§ **Data for the task**:
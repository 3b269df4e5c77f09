//! Items and rounds.

use crate::error::{KnapsackError, Result};
use crate::search::{OptimalSubset, OptimizationEngine, RankedSubset, SearchConfig};
use crate::subset::MAX_ITEMS;
use serde::Serialize;
use std::collections::HashSet;

/// Dimensionality of every attribute vector.
pub const VECTOR_DIM: usize = 5;

/// Smallest allowed attribute component.
pub const ATTRIBUTE_MIN: f64 = 0.0;

/// Largest allowed attribute component.
pub const ATTRIBUTE_MAX: f64 = 10.0;

/// Largest allowed item value.
pub const MAX_ITEM_VALUE: u32 = 99;

/// Fixed-size attribute descriptor used for compatibility scoring.
pub type AttributeVector = [f64; VECTOR_DIM];

/// Clamps a component into `[ATTRIBUTE_MIN, ATTRIBUTE_MAX]`. `NaN` maps to the minimum.
pub fn clamp_attribute(x: f64) -> f64 {
    if x.is_nan() {
        ATTRIBUTE_MIN
    } else {
        x.clamp(ATTRIBUTE_MIN, ATTRIBUTE_MAX)
    }
}

/// A scored, vector-tagged unit of selection.
#[derive(Debug, Clone, PartialEq, Serialize)]
pub struct Item {
    /// Identifier, unique within a round.
    pub id: String,
    /// Display name.
    pub name: String,
    /// Value in `[0, MAX_ITEM_VALUE]`.
    pub value: u32,
    /// Attribute vector, components in `[ATTRIBUTE_MIN, ATTRIBUTE_MAX]`.
    pub attributes: AttributeVector,
}

impl Item {
    /// Creates an item, clamping `value` and every attribute component
    /// into their allowed ranges.
    pub fn new(
        id: impl Into<String>,
        name: impl Into<String>,
        value: u32,
        attributes: AttributeVector,
    ) -> Self {
        Self {
            id: id.into(),
            name: name.into(),
            value: value.min(MAX_ITEM_VALUE),
            attributes: attributes.map(clamp_attribute),
        }
    }

    /// Creates an item from a dynamically sized attribute slice.
    ///
    /// # Errors
    ///
    /// [`KnapsackError::DimensionMismatch`] unless `attributes` has exactly
    /// [`VECTOR_DIM`] components.
    pub fn from_slice(
        id: impl Into<String>,
        name: impl Into<String>,
        value: u32,
        attributes: &[f64],
    ) -> Result<Self> {
        let fixed: AttributeVector =
            attributes
                .try_into()
                .map_err(|_| KnapsackError::DimensionMismatch {
                    left: VECTOR_DIM,
                    right: attributes.len(),
                })?;
        Ok(Self::new(id, name, value, fixed))
    }
}

/// One round: an immutable item sequence, its threshold, and the optimum
/// computed when the round was created.
///
/// Rounds are replaced, never mutated.
#[derive(Debug, Clone, Serialize)]
pub struct Round {
    items: Vec<Item>,
    threshold: f64,
    optimal: OptimalSubset,
}

impl Round {
    /// Builds a round and computes its reference optimum with `search`.
    ///
    /// # Errors
    ///
    /// - [`KnapsackError::InvalidThreshold`] for a non-finite threshold.
    /// - [`KnapsackError::DuplicateItemId`] when two items share an id.
    /// - [`KnapsackError::TooManyItems`] beyond the enumerable limit.
    pub fn new(items: Vec<Item>, threshold: f64, search: &SearchConfig) -> Result<Self> {
        if !threshold.is_finite() {
            return Err(KnapsackError::InvalidThreshold { value: threshold });
        }
        if items.len() > MAX_ITEMS {
            return Err(KnapsackError::TooManyItems {
                count: items.len(),
                limit: MAX_ITEMS,
            });
        }
        let mut seen = HashSet::with_capacity(items.len());
        for item in &items {
            if !seen.insert(item.id.as_str()) {
                return Err(KnapsackError::DuplicateItemId {
                    id: item.id.clone(),
                });
            }
        }

        Ok(Self::from_generated(items, threshold, search))
    }

    /// Builds a round from data the generator already guarantees to be
    /// well-formed (unique ids, finite threshold, enumerable size).
    pub(crate) fn from_generated(items: Vec<Item>, threshold: f64, search: &SearchConfig) -> Self {
        let optimal = OptimizationEngine::search(&items, threshold, search);
        Self {
            items,
            threshold,
            optimal,
        }
    }

    pub fn items(&self) -> &[Item] {
        &self.items
    }

    pub fn threshold(&self) -> f64 {
        self.threshold
    }

    /// The optimum computed at creation, under the size bounds that were
    /// in effect then. Reference only; see [`Round::find_optimal`].
    pub fn optimal(&self) -> &OptimalSubset {
        &self.optimal
    }

    pub fn len(&self) -> usize {
        self.items.len()
    }

    pub fn is_empty(&self) -> bool {
        self.items.is_empty()
    }

    /// Looks up an item by id.
    pub fn item(&self, id: &str) -> Option<&Item> {
        self.items.iter().find(|item| item.id == id)
    }

    /// Recomputes the optimum with no size bounds.
    pub fn find_optimal(&self) -> OptimalSubset {
        OptimizationEngine::find_optimal_subset(&self.items, self.threshold, None)
    }

    /// Ranks every subset with at least `min_size` members.
    pub fn rank_subsets(&self, min_size: usize) -> Vec<RankedSubset> {
        OptimizationEngine::rank_all_subsets(&self.items, self.threshold, min_size)
    }
}

#[cfg(test)]
mod tests {
    use super::*;
    use crate::search::SizeBounds;

    fn item(id: &str, value: u32, attributes: AttributeVector) -> Item {
        Item::new(id, id.to_uppercase(), value, attributes)
    }

    #[test]
    fn test_item_clamps() {
        let it = Item::new("x", "X", 150, [-1.0, 11.0, 5.0, f64::NAN, 10.0]);
        assert_eq!(it.value, MAX_ITEM_VALUE);
        assert_eq!(it.attributes, [0.0, 10.0, 5.0, 0.0, 10.0]);
    }

    #[test]
    fn test_item_from_slice() {
        let it = Item::from_slice("x", "X", 5, &[1.0, 2.0, 3.0, 4.0, 5.0]).unwrap();
        assert_eq!(it.attributes, [1.0, 2.0, 3.0, 4.0, 5.0]);

        let err = Item::from_slice("x", "X", 5, &[1.0, 2.0]).unwrap_err();
        assert_eq!(err, KnapsackError::DimensionMismatch { left: 5, right: 2 });
    }

    #[test]
    fn test_round_duplicate_ids() {
        let items = vec![
            item("a", 1, [1.0, 0.0, 0.0, 0.0, 0.0]),
            item("a", 2, [1.0, 0.0, 0.0, 0.0, 0.0]),
        ];
        let err = Round::new(items, 0.9, &SearchConfig::default()).unwrap_err();
        assert_eq!(err, KnapsackError::DuplicateItemId { id: "a".into() });
    }

    #[test]
    fn test_round_rejects_nan_threshold() {
        let items = vec![item("a", 1, [1.0, 0.0, 0.0, 0.0, 0.0])];
        assert!(Round::new(items, f64::NAN, &SearchConfig::default()).is_err());
    }

    #[test]
    fn test_round_optimal_and_lookup() {
        let items = vec![
            item("a", 10, [1.0, 0.0, 0.0, 0.0, 0.0]),
            item("b", 20, [1.0, 0.0, 0.0, 0.0, 0.0]),
            item("c", 5, [0.0, 1.0, 0.0, 0.0, 0.0]),
        ];
        let config = SearchConfig::default().with_size_bounds(SizeBounds::new(2, 3));
        let round = Round::new(items, 0.9, &config).unwrap();

        assert_eq!(round.len(), 3);
        assert_eq!(round.optimal().value, 30);
        assert_eq!(round.find_optimal().value, 30);
        assert_eq!(round.item("c").map(|i| i.value), Some(5));
        assert!(round.item("zz").is_none());
        assert_eq!(round.rank_subsets(2).len(), 4);
    }
}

§ **Exercise requirements**: Could you reproduce, exactly, every line above from the line with "pub type AttributeVector = [f64; VECTOR_DIM];" to the line with "#[derive(Debug, Clone, PartialEq, Serialize)]", and no other line? Both ends count.

§ **Response below**:
pub type AttributeVector = [f64; VECTOR_DIM];

/// Clamps a component into `[ATTRIBUTE_MIN, ATTRIBUTE_MAX]`. `NaN` maps to the minimum.
pub fn clamp_attribute(x: f64) -> f64 {
    if x.is_nan() {
        ATTRIBUTE_MIN
    } else {
        x.clamp(ATTRIBUTE_MIN, ATTRIBUTE_MAX)
    }
}

/// A scored, vector-tagged unit of selection.
#[derive(Debug, Clone, PartialEq, Serialize)]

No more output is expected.